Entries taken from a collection
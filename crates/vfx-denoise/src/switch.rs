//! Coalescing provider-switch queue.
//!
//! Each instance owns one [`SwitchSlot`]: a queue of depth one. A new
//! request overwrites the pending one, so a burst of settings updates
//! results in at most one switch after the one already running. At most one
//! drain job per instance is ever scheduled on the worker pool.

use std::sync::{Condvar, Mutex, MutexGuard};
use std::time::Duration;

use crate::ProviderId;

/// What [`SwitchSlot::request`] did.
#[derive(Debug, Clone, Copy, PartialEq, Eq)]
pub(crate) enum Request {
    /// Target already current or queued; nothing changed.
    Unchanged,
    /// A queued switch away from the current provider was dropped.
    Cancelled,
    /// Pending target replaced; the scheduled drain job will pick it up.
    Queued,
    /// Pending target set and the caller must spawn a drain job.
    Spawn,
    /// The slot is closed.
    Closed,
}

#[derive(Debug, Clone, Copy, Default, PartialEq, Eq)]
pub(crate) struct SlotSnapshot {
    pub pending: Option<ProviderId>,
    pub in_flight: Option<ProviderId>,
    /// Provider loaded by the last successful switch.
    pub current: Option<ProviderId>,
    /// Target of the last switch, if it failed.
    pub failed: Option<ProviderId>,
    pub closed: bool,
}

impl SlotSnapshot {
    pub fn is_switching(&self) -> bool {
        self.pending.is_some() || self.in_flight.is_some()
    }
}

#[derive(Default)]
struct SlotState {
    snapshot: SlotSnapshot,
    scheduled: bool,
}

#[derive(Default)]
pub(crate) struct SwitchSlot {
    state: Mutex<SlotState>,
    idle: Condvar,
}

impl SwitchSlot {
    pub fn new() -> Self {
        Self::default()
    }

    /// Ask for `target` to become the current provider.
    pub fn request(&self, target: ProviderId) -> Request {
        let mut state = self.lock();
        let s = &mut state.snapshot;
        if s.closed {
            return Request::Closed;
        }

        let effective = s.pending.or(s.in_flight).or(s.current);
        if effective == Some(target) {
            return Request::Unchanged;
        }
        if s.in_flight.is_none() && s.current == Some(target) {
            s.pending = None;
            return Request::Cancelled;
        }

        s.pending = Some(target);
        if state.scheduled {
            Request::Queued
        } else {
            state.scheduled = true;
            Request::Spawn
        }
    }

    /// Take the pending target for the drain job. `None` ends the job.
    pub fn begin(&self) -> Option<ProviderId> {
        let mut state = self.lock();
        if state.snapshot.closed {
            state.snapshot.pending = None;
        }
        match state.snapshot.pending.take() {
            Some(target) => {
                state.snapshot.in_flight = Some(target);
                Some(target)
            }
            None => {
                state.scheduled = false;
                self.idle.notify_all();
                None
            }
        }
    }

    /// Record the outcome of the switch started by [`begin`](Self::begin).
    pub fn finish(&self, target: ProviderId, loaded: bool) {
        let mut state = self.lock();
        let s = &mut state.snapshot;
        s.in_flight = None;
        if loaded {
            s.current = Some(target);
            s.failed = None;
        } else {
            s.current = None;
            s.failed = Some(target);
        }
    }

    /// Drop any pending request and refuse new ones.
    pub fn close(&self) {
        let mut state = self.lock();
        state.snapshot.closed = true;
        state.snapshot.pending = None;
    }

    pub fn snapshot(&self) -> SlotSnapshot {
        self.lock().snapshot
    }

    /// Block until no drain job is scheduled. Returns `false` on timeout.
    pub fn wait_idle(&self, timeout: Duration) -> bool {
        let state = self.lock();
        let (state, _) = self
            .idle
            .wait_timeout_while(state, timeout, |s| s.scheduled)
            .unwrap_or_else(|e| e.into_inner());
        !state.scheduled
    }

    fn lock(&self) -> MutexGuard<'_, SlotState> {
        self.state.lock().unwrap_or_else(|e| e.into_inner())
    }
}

- _Task statement_:
Filter by the word "false": copy every line of the data that holds it.

- _Problem solution_:
                state.scheduled = false;
    /// Block until no drain job is scheduled. Returns `false` on timeout.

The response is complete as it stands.